YOUR TASK:
Start with the first line of the material. Repeat each line exactly through the one that contains "products replace their".
══════════
//! OSGi boot delegation enabler.
//!
//! OSGi containers only delegate class loading of listed packages to the
//! boot scope. For agent code injected into bundles to be resolvable, the
//! agent's package token has to be appended to the container's delegation
//! properties before the container starts.
//!
//! Atlassian products read their own key. Older products replace their
//! built-in delegation list with `atlassian.org.osgi.framework.bootdelegation`
//! (so the defaults must be carried over when seeding it); newer ones add
//! the `.extra` key to their built-in list.

use tracing::{debug, info};

use crate::config::AgentConfig;
use crate::properties::SystemProperties;

pub const BOOT_DELEGATION_PROPERTY: &str = "org.osgi.framework.bootdelegation";
pub const ATLASSIAN_BOOT_DELEGATION_PROPERTY: &str = "atlassian.org.osgi.framework.bootdelegation";
pub const ATLASSIAN_BOOT_DELEGATION_EXTRA_PROPERTY: &str =
    "atlassian.org.osgi.framework.bootdelegation.extra";

/// Built-in Atlassian delegation list, kept when seeding the legacy key
pub const ATLASSIAN_BOOT_DELEGATION_DEFAULTS: &str = "META-INF.services,com.yourkit,com.singularity.*,\
com.jprofiler,com.jprofiler.*,org.apache.xerces,org.apache.xerces.*,org.apache.xalan,org.apache.xalan.*,\
sun.*,com.sun.jndi.*,com.icl.saxon,com.icl.saxon.*,javax.servlet,javax.servlet.*,com.sun.xml.bind.*";

/// Append the configured package token to the delegation properties.
///
/// Does nothing when no token is configured.
pub fn enable_boot_delegation(config: &AgentConfig, properties: &SystemProperties) {
    let Some(packages) = config.boot_delegation_packages() else {
        debug!("No boot delegation packages configured, leaving properties untouched");
        return;
    };

    append_to_property(properties, BOOT_DELEGATION_PROPERTY, packages, None);

    if config.use_atlassian_new_boot_delegation_config {
        append_to_property(
            properties,
            ATLASSIAN_BOOT_DELEGATION_EXTRA_PROPERTY,
            packages,
            None,
        );
    } else {
        append_to_property(
            properties,
            ATLASSIAN_BOOT_DELEGATION_PROPERTY,
            packages,
            Some(ATLASSIAN_BOOT_DELEGATION_DEFAULTS),
        );
    }
}

/// Comma-append `token` to a property unless it is already listed.
///
/// `seed` is used as the existing value when the property is unset.
pub fn append_to_property(
    properties: &SystemProperties,
    key: &str,
    token: &str,
    seed: Option<&str>,
) {
    properties.update(key, |current| {
        let existing = current
            .filter(|v| !v.trim().is_empty())
            .or(seed)
            .unwrap_or("");
        let merged = merge_token(existing, token);
        if merged != existing {
            info!("Setting {} to {}", key, merged);
        }
        Some(merged)
    });
}

fn merge_token(existing: &str, token: &str) -> String {
    if existing.is_empty() {
        return token.to_string();
    }
    if existing.split(',').any(|entry| entry.trim() == token) {
        return existing.to_string();
    }
    format!("{existing},{token}")
}
//! The live-process seam.
//!
//! A `RuntimeTarget` is whatever can enumerate loaded program units, attach
//! hooks to them and report newly loaded ones. `HostProcess` is the
//! in-process implementation: units are registered as `InterceptionPoint`s
//! and host code calls through `InterceptionPoint::invoke`, which runs the
//! currently installed advice around the original body.

use serde_json::Value;
use std::collections::BTreeMap;
use std::fmt;
use std::panic::{self, AssertUnwindSafe};
use std::sync::atomic::{AtomicU64, Ordering};
use std::sync::{Arc, OnceLock, PoisonError, RwLock};
use tracing::{debug, trace};

use crate::advice::{panic_message, run_suppressed, EntryFrame, ExitFrame, Failure, HookPhase, LocalSlot};
use crate::context::Tracer;
use crate::descriptor::InstrumentationDescriptor;
use crate::error::ApplyError;
use crate::scope::ScopeId;
use crate::unit::UnitDescription;

/// `Failure::kind` seen by exit hooks when the original body panics
pub const PANIC_FAILURE_KIND: &str = "panic";

/// Notified whenever the target loads a new unit
pub trait LoadListener: Send + Sync {
    fn on_load(&self, point: &Arc<InterceptionPoint>);
}

/// Abstraction over the running program
pub trait RuntimeTarget: Send + Sync {
    /// Every unit loaded so far
    fn loaded_units(&self) -> Vec<Arc<InterceptionPoint>>;

    /// Replace the advice attached to `point`
    fn install(
        &self,
        point: &InterceptionPoint,
        advice: Arc<InstalledAdvice>,
    ) -> Result<(), ApplyError>;

    /// Set or clear the listener for units loaded from now on
    fn set_load_listener(&self, listener: Option<Arc<dyn LoadListener>>);
}

/// The descriptors attached to one point, ordered, plus the tracer their hooks use
pub struct InstalledAdvice {
    generation: u64,
    descriptors: Vec<Arc<InstrumentationDescriptor>>,
    tracer: Option<Arc<Tracer>>,
}

impl InstalledAdvice {
    pub fn new(
        generation: u64,
        descriptors: Vec<Arc<InstrumentationDescriptor>>,
        tracer: Arc<Tracer>,
    ) -> Self {
        Self {
            generation,
            descriptors,
            tracer: Some(tracer),
        }
    }

    /// No hooks at all
    pub fn none(generation: u64) -> Self {
        Self {
            generation,
            descriptors: Vec::new(),
            tracer: None,
        }
    }

    pub fn generation(&self) -> u64 {
        self.generation
    }

    pub fn descriptors(&self) -> &[Arc<InstrumentationDescriptor>] {
        &self.descriptors
    }

    pub fn is_empty(&self) -> bool {
        self.descriptors.is_empty()
    }

    pub fn names(&self) -> Vec<String> {
        self.descriptors.iter().map(|d| d.name().to_string()).collect()
    }
}

impl fmt::Debug for InstalledAdvice {
    fn fmt(&self, f: &mut fmt::Formatter<'_>) -> fmt::Result {
        f.debug_struct("InstalledAdvice")
            .field("generation", &self.generation)
            .field("descriptors", &self.names())
            .finish()
    }
}

/// A loaded unit that calls can be routed through
pub struct InterceptionPoint {
    unit: UnitDescription,
    advice: RwLock<Arc<InstalledAdvice>>,
    suppressed_failures: AtomicU64,
    skip: OnceLock<ApplyError>,
}

impl InterceptionPoint {
    pub fn new(unit: UnitDescription) -> Arc<Self> {
        Arc::new(Self {
            unit,
            advice: RwLock::new(Arc::new(InstalledAdvice::none(0))),
            suppressed_failures: AtomicU64::new(0),
            skip: OnceLock::new(),
        })
    }

    pub fn unit(&self) -> &UnitDescription {
        &self.unit
    }

    pub fn advice(&self) -> Arc<InstalledAdvice> {
        Arc::clone(&self.advice.read().unwrap_or_else(PoisonError::into_inner))
    }

    pub fn is_intercepted(&self) -> bool {
        !self.advice().is_empty()
    }

    pub fn installed_descriptor_names(&self) -> Vec<String> {
        self.advice().names()
    }

    /// How many body failures were swallowed because a descriptor asked for it
    pub fn suppressed_failures(&self) -> u64 {
        self.suppressed_failures.load(Ordering::Relaxed)
    }

    /// Why the controller gave up on this unit for good, if it did
    pub fn skip_reason(&self) -> Option<&ApplyError> {
        self.skip.get()
    }

    /// Record a permanent fault; the first one sticks
    pub(crate) fn mark_skipped(&self, fault: ApplyError) {
        let _ = self.skip.set(fault);
    }

    /// Install `advice` unless advice from a newer application pass is already there
    pub fn replace_advice(&self, advice: Arc<InstalledAdvice>) -> bool {
        let mut current = self.advice.write().unwrap_or_else(PoisonError::into_inner);
        if advice.generation < current.generation {
            trace!(
                unit = %self.unit.signature(),
                stale = advice.generation,
                installed = current.generation,
                "Ignoring stale advice"
            );
            return false;
        }
        *current = advice;
        true
    }

    /// Call the unit: entry hooks, the original body, exit hooks.
    ///
    /// The advice is read once per call, so a call that started before a
    /// reconfiguration finishes with the hooks it started with. A panic in
    /// `body` is shown to the exit hooks as a `panic` failure and then
    /// resumed, so suppression never swallows it.
    pub fn invoke<F>(&self, args: &[Value], body: F) -> Result<Value, Failure>
    where
        F: FnOnce(&[Value]) -> Result<Value, Failure>,
    {
        let advice = self.advice();
        let tracer = match advice.tracer.as_deref() {
            Some(tracer) if !advice.descriptors.is_empty() => tracer,
            _ => return body(args),
        };
        let descriptors = &advice.descriptors;
        let mut slots: Vec<LocalSlot> = descriptors.iter().map(|_| None).collect();

        for (descriptor, slot) in descriptors.iter().zip(slots.iter_mut()) {
            if let Some(hook) = descriptor.on_enter() {
                run_suppressed(HookPhase::Enter, descriptor.name(), &self.unit, || {
                    hook(&mut EntryFrame::new(&self.unit, args, tracer, slot))
                });
            }
        }

        let mut panicked = None;
        let (mut return_value, thrown) = match panic::catch_unwind(AssertUnwindSafe(|| body(args))) {
            Ok(Ok(value)) => (value, None),
            Ok(Err(failure)) => (Value::Null, Some(failure)),
            Err(payload) => {
                let failure = Failure::new(PANIC_FAILURE_KIND, panic_message(payload.as_ref()));
                panicked = Some(payload);
                (Value::Null, Some(failure))
            }
        };

        for (descriptor, slot) in descriptors.iter().zip(slots.iter_mut()).rev() {
            if let Some(hook) = descriptor.on_exit() {
                let mut scratch = return_value.clone();
                let committed = run_suppressed(HookPhase::Exit, descriptor.name(), &self.unit, || {
                    hook(&mut ExitFrame::new(
                        &self.unit,
                        args,
                        tracer,
                        slot,
                        &mut scratch,
                        thrown.as_ref(),
                    ))
                });
                if committed {
                    return_value = scratch;
                }
            }
        }

        // exit hooks have finalized their contexts; the panic stays the host's own
        if let Some(payload) = panicked {
            panic::resume_unwind(payload);
        }

        match thrown {
            None => Ok(return_value),
            Some(failure) if descriptors.iter().any(|d| d.suppresses_body_failures()) => {
                self.suppressed_failures.fetch_add(1, Ordering::Relaxed);
                debug!(unit = %self.unit.signature(), "Suppressed body failure: {}", failure);
                Ok(return_value)
            }
            Some(failure) => Err(failure),
        }
    }
}

impl fmt::Debug for InterceptionPoint {
    fn fmt(&self, f: &mut fmt::Formatter<'_>) -> fmt::Result {
        f.debug_struct("InterceptionPoint")
            .field("unit", &self.unit.signature())
            .field("advice", &self.advice())
            .finish()
    }
}

/// In-process runtime target
#[derive(Default)]
pub struct HostProcess {
    points: RwLock<BTreeMap<String, Arc<InterceptionPoint>>>,
    listener: RwLock<Option<Arc<dyn LoadListener>>>,
}

impl HostProcess {
    pub fn new() -> Arc<Self> {
        Arc::new(Self::default())
    }

    /// Load a unit. Loading the same signature twice returns the existing point.
    pub fn load_unit(&self, unit: UnitDescription) -> Arc<InterceptionPoint> {
        let signature = unit.signature();
        let point = {
            let mut points = self.points.write().unwrap_or_else(PoisonError::into_inner);
            if let Some(existing) = points.get(&signature) {
                return Arc::clone(existing);
            }
            let point = InterceptionPoint::new(unit);
            points.insert(signature.clone(), Arc::clone(&point));
            point
        };
        debug!(unit = %signature, "Loaded unit");

        let listener = self
            .listener
            .read()
            .unwrap_or_else(PoisonError::into_inner)
            .clone();
        if let Some(listener) = listener {
            listener.on_load(&point);
        }
        point
    }

    /// Look up a point by `Type#method(Params)` signature
    pub fn find(&self, signature: &str) -> Option<Arc<InterceptionPoint>> {
        self.points
            .read()
            .unwrap_or_else(PoisonError::into_inner)
            .get(signature)
            .cloned()
    }

    /// Every loaded point declared by `type_name`
    pub fn units_of_type(&self, type_name: &str) -> Vec<Arc<InterceptionPoint>> {
        self.points
            .read()
            .unwrap_or_else(PoisonError::into_inner)
            .values()
            .filter(|p| p.unit().type_name() == type_name)
            .cloned()
            .collect()
    }

    /// Drop every unit owned by `scope`, returning how many were dropped
    pub fn unload_scope(&self, scope: ScopeId) -> usize {
        let mut points = self.points.write().unwrap_or_else(PoisonError::into_inner);
        let before = points.len();
        points.retain(|_, p| p.unit().scope.as_ref().map(|s| s.id()) != Some(scope));
        let unloaded = before - points.len();
        debug!(%scope, unloaded, "Unloaded scope");
        unloaded
    }

    pub fn len(&self) -> usize {
        self.points.read().unwrap_or_else(PoisonError::into_inner).len()
    }

    pub fn is_empty(&self) -> bool {
        self.len() == 0
    }
}

impl RuntimeTarget for HostProcess {
    fn loaded_units(&self) -> Vec<Arc<InterceptionPoint>> {
        self.points
            .read()
            .unwrap_or_else(PoisonError::into_inner)
            .values()
            .cloned()
            .collect()
    }

    fn install(
        &self,
        point: &InterceptionPoint,
        advice: Arc<InstalledAdvice>,
    ) -> Result<(), ApplyError> {
        if !point.unit().type_description.modifiable {
            return Err(ApplyError::NotModifiable {
                unit: point.unit().signature(),
            });
        }
        point.replace_advice(advice);
        Ok(())
    }

    fn set_load_listener(&self, listener: Option<Arc<dyn LoadListener>>) {
        *self.listener.write().unwrap_or_else(PoisonError::into_inner) = listener;
    }
}

impl fmt::Debug for HostProcess {
    fn fmt(&self, f: &mut fmt::Formatter<'_>) -> fmt::Result {
        f.debug_struct("HostProcess")
            .field("units", &self.len())
            .finish_non_exhaustive()
    }
}
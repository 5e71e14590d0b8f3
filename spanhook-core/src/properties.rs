//! Process-wide string properties.
//!
//! A small, thread-safe property table standing in for the host process's
//! system properties. The agent writes to the global instance at startup;
//! tests and tools create private instances for isolation.

use once_cell::sync::Lazy;
use std::collections::BTreeMap;
use std::sync::{PoisonError, RwLock};

static GLOBAL: Lazy<SystemProperties> = Lazy::new(SystemProperties::new);

#[derive(Debug, Default)]
pub struct SystemProperties {
    values: RwLock<BTreeMap<String, String>>,
}

impl SystemProperties {
    pub fn new() -> Self {
        Self::default()
    }

    /// The process-wide property table
    pub fn global() -> &'static SystemProperties {
        &GLOBAL
    }

    pub fn get(&self, key: &str) -> Option<String> {
        self.values
            .read()
            .unwrap_or_else(PoisonError::into_inner)
            .get(key)
            .cloned()
    }

    pub fn contains_key(&self, key: &str) -> bool {
        self.values
            .read()
            .unwrap_or_else(PoisonError::into_inner)
            .contains_key(key)
    }

    pub fn set(&self, key: impl Into<String>, value: impl Into<String>) {
        self.values
            .write()
            .unwrap_or_else(PoisonError::into_inner)
            .insert(key.into(), value.into());
    }

    pub fn clear(&self, key: &str) -> Option<String> {
        self.values
            .write()
            .unwrap_or_else(PoisonError::into_inner)
            .remove(key)
    }

    /// Read-modify-write a single property under one lock acquisition.
    pub fn update<F>(&self, key: &str, f: F)
    where
        F: FnOnce(Option<&str>) -> Option<String>,
    {
        let mut values = self.values.write().unwrap_or_else(PoisonError::into_inner);
        let next = f(values.get(key).map(String::as_str));
        match next {
            Some(v) => {
                values.insert(key.to_string(), v);
            }
            None => {
                values.remove(key);
            }
        }
    }

    pub fn snapshot(&self) -> BTreeMap<String, String> {
        self.values
            .read()
            .unwrap_or_else(PoisonError::into_inner)
            .clone()
    }
}
impl ApplicationController {
    pub fn new(
        registry: Arc<InstrumentationRegistry>,
        state: EnablementState,
        target: Arc<dyn RuntimeTarget>,
        tracer: Arc<Tracer>,
    ) -> Arc<Self> {
        let state = Arc::new(state);
        Arc::new(Self {
            registry,
            enablement: EnablementCell::new((*state).clone()),
            target,
            tracer,
            active: RwLock::new(Arc::new(ActiveSet {
                generation: 0,
                descriptors: Vec::new(),
                state,
            })),
            pass_lock: Mutex::new(()),
            generation: AtomicU64::new(0),
        })
    }

    /// Install the load-time hook and apply every active registered descriptor
    pub fn start(self: &Arc<Self>) -> ApplyReport {
        let listener: Arc<dyn LoadListener> = Arc::new(LoadTimeHook {
            controller: Arc::downgrade(self),
        });
        self.target.set_load_listener(Some(listener));
        let state = (*self.enablement.load()).clone();
        self.reinitialize(state)
    }

    /// Remove the load-time hook and retract everything
    pub fn shutdown(&self) -> ApplyReport {
        self.target.set_load_listener(None);
        let _pass = self.pass_lock.lock().unwrap_or_else(PoisonError::into_inner);
        let state = self.enablement.load();
        let active = self.publish(Vec::new(), state);
        let report = self.reconcile(self.target.loaded_units(), &active);
        info!(retracted = report.retracted, "Instrumentation shut down");
        report
    }

    /// Add enabled `descriptors` to the active set and install them on matching loaded units
    pub fn apply(&self, descriptors: &[Arc<InstrumentationDescriptor>]) -> ApplyReport {
        let _pass = self.pass_lock.lock().unwrap_or_else(PoisonError::into_inner);
        let current = self.active_set();
        let mut next = current.descriptors.clone();
        for descriptor in descriptors {
            if !current.state.is_descriptor_enabled(descriptor) {
                debug!(name = descriptor.name(), "Not applying disabled descriptor");
                continue;
            }
            if !next.iter().any(|d| d.name() == descriptor.name()) {
                next.push(Arc::clone(descriptor));
            }
        }
        if same_descriptors(&next, &current.descriptors) {
            return ApplyReport::default();
        }
        let active = self.publish(next, Arc::clone(&current.state));
        let report = self.reconcile(self.target.loaded_units(), &active);
        log_report("apply", &report);
        report
    }

    /// Remove `descriptors` from the active set and clear their hooks. Units
    /// they never intercepted are left alone.
    pub fn retract(&self, descriptors: &[Arc<InstrumentationDescriptor>]) -> ApplyReport {
        let _pass = self.pass_lock.lock().unwrap_or_else(PoisonError::into_inner);
        let current = self.active_set();
        let next: Vec<_> = current
            .descriptors
            .iter()
            .filter(|d| !descriptors.iter().any(|r| r.name() == d.name()))
            .cloned()
            .collect();
        if next.len() == current.descriptors.len() {
            return ApplyReport::default();
        }
        let active = self.publish(next, Arc::clone(&current.state));
        let report = self.reconcile(self.target.loaded_units(), &active);
        log_report("retract", &report);
        report
    }

    /// Swap in a new enablement snapshot and bring the process in line with it.
    ///
    /// Descriptors that stay active keep their hooks; units whose desired
    /// advice is unchanged are not touched.
    pub fn reinitialize(&self, state: EnablementState) -> ApplyReport {
        let _pass = self.pass_lock.lock().unwrap_or_else(PoisonError::into_inner);
        self.enablement.swap(state);
        let state = self.enablement.load();
        let previous = self.active_set();
        let next = self.registry.active_descriptors(&state);

        let newly_active: Vec<&str> = next
            .iter()
            .filter(|d| !previous.descriptors.iter().any(|p| p.name() == d.name()))
            .map(|d| d.name())
            .collect();
        let no_longer_active: Vec<&str> = previous
            .descriptors
            .iter()
            .filter(|p| !next.iter().any(|d| d.name() == p.name()))
            .map(|d| d.name())
            .collect();
        debug!(
            newly_active = ?newly_active,
            no_longer_active = ?no_longer_active,
            "Reinitializing instrumentation"
        );

        let active = self.publish(next, state);
        let report = self.reconcile(self.target.loaded_units(), &active);
        log_report("reinitialize", &report);
        report
    }

    /// Register a descriptor after start-up and apply it right away unless it is already active
    pub fn ensure_registered(&self, descriptor: Arc<InstrumentationDescriptor>) -> ApplyReport {
        if self.is_active(descriptor.name()) {
            return ApplyReport::default();
        }
        self.registry.register(Arc::clone(&descriptor));
        let registered = self.registry.get(descriptor.name()).unwrap_or(descriptor);
        self.apply(&[registered])
    }

    /// Register and activate `descriptors`, then re-apply to units of `type_name`.
    ///
    /// When this activates a descriptor, every loaded unit is reconciled so
    /// the active set and the installed hooks never disagree.
    pub fn ensure_instrumented(
        &self,
        type_name: &str,
        descriptors: &[Arc<InstrumentationDescriptor>],
    ) -> ApplyReport {
        let _pass = self.pass_lock.lock().unwrap_or_else(PoisonError::into_inner);
        self.registry.register_all(descriptors.iter().cloned());

        let current = self.active_set();
        let mut next = current.descriptors.clone();
        for descriptor in descriptors {
            if current.state.is_descriptor_enabled(descriptor)
                && !next.iter().any(|d| d.name() == descriptor.name())
            {
                next.push(Arc::clone(descriptor));
            }
        }
        if !same_descriptors(&next, &current.descriptors) {
            // a changed active set has to reach every loaded unit it matches
            let active = self.publish(next, Arc::clone(&current.state));
            let report = self.reconcile(self.target.loaded_units(), &active);
            debug!(type_name, instrumented = report.instrumented, "Activated descriptors for type");
            return report;
        }

        let points: Vec<_> = self
            .target
            .loaded_units()
            .into_iter()
            .filter(|p| p.unit().type_name() == type_name)
            .collect();
        let report = self.reconcile(points, &current);
        debug!(type_name, instrumented = report.instrumented, "Ensured instrumentation");
        report
    }

    pub fn active_descriptors(&self) -> Vec<Arc<InstrumentationDescriptor>> {
        self.active_set().descriptors.clone()
    }

    pub fn is_active(&self, name: &str) -> bool {
        self.active_set().descriptors.iter().any(|d| d.name() == name)
    }

    pub fn enablement(&self) -> Arc<EnablementState> {
        self.enablement.load()
    }

    pub fn registry(&self) -> &Arc<InstrumentationRegistry> {
        &self.registry
    }

    pub fn tracer(&self) -> &Arc<Tracer> {
        &self.tracer
    }

    /// Units permanently excluded from interception, with the reason
    pub fn skipped_units(&self) -> Vec<ApplyError> {
        let mut skipped: Vec<_> = self
            .target
            .loaded_units()
            .iter()
            .filter_map(|p| p.skip_reason().cloned())
            .collect();
        skipped.sort_by(|a, b| a.unit().cmp(b.unit()));
        skipped
    }

    fn active_set(&self) -> Arc<ActiveSet> {
        Arc::clone(&self.active.read().unwrap_or_else(PoisonError::into_inner))
    }

    fn publish(
        &self,
        descriptors: Vec<Arc<InstrumentationDescriptor>>,
        state: Arc<EnablementState>,
    ) -> Arc<ActiveSet> {
        let active = Arc::new(ActiveSet {
            generation: self.generation.fetch_add(1, Ordering::AcqRel) + 1,
            descriptors,
            state,
        });
        *self.active.write().unwrap_or_else(PoisonError::into_inner) = Arc::clone(&active);
        active
    }

    fn on_unit_loaded(&self, point: &Arc<InterceptionPoint>) {
        let _pass = self.pass_lock.lock().unwrap_or_else(PoisonError::into_inner);
        let active = self.active_set();
        match self.reconcile_point(point, &active) {
            PointOutcome::Instrumented => {
                debug!(unit = %point.unit().signature(), "Instrumented unit at load time")
            }
            PointOutcome::Failed(e) => warn!("Load-time instrumentation failed: {}", e),
            _ => {}
        }
    }

    fn reconcile(&self, points: Vec<Arc<InterceptionPoint>>, active: &ActiveSet) -> ApplyReport {
        let mut report = ApplyReport::default();
        for point in &points {
            report.record(self.reconcile_point(point, active));
        }
        report
    }

    fn reconcile_point(&self, point: &InterceptionPoint, active: &ActiveSet) -> PointOutcome {
        let unit = point.unit();
        let signature = unit.signature();

        if point.skip_reason().is_some() {
            return PointOutcome::Skipped;
        }

        let version = unit.type_description.format_version;
        if version < MIN_SUPPORTED_FORMAT_VERSION {
            let fault = ApplyError::UnsupportedFormatVersion {
                unit: signature,
                version,
                minimum: MIN_SUPPORTED_FORMAT_VERSION,
            };
            debug!("Skipping unit: {}", fault);
            point.mark_skipped(fault);
            return PointOutcome::Skipped;
        }

        let desired = if active.state.is_excluded(unit.type_name()) {
            Vec::new()
        } else {
            let matched = panic::catch_unwind(AssertUnwindSafe(|| {
                active
                    .descriptors
                    .iter()
                    .filter(|d| matcher::evaluate_unexcluded(d, unit).is_match())
                    .cloned()
                    .collect::<Vec<_>>()
            }));
            match matched {
                Ok(matched) => matched,
                Err(_) => {
                    let fault = ApplyError::Install {
                        unit: signature,
                        reason: "matcher panicked".to_string(),
                    };
                    warn!("{}", fault);
                    return PointOutcome::Failed(fault);
                }
            }
        };

        let installed = point.advice();
        if same_descriptors(&desired, installed.descriptors()) {
            trace!(unit = %signature, "Advice unchanged");
            return PointOutcome::Unchanged;
        }

        let retracting = desired.is_empty();
        let advice = if retracting {
            InstalledAdvice::none(active.generation)
        } else {
            InstalledAdvice::new(active.generation, desired, Arc::clone(&self.tracer))
        };
        let names = advice.names();

        let installed = panic::catch_unwind(AssertUnwindSafe(|| {
            self.target.install(point, Arc::new(advice))
        }))
        .unwrap_or_else(|_| {
            Err(ApplyError::Install {
                unit: signature.clone(),
                reason: "runtime target panicked".to_string(),
            })
        });

        match installed {
            Ok(()) if retracting => {
                debug!(unit = %signature, "Retracted instrumentation");
                PointOutcome::Retracted
            }
            Ok(()) => {
                debug!(unit = %signature, descriptors = ?names, "Installed instrumentation");
                PointOutcome::Instrumented
            }
            Err(fault) => {
                warn!("Failed to apply instrumentation: {}", fault);
                if fault.is_permanent() {
                    point.mark_skipped(fault.clone());
                }
                PointOutcome::Failed(fault)
            }
        }
    }

}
══════════
ANSWER TO THIS TASK:
//! OSGi boot delegation enabler.
//!
//! OSGi containers only delegate class loading of listed packages to the
//! boot scope. For agent code injected into bundles to be resolvable, the
//! agent's package token has to be appended to the container's delegation
//! properties before the container starts.
//!
//! Atlassian products read their own key. Older products replace their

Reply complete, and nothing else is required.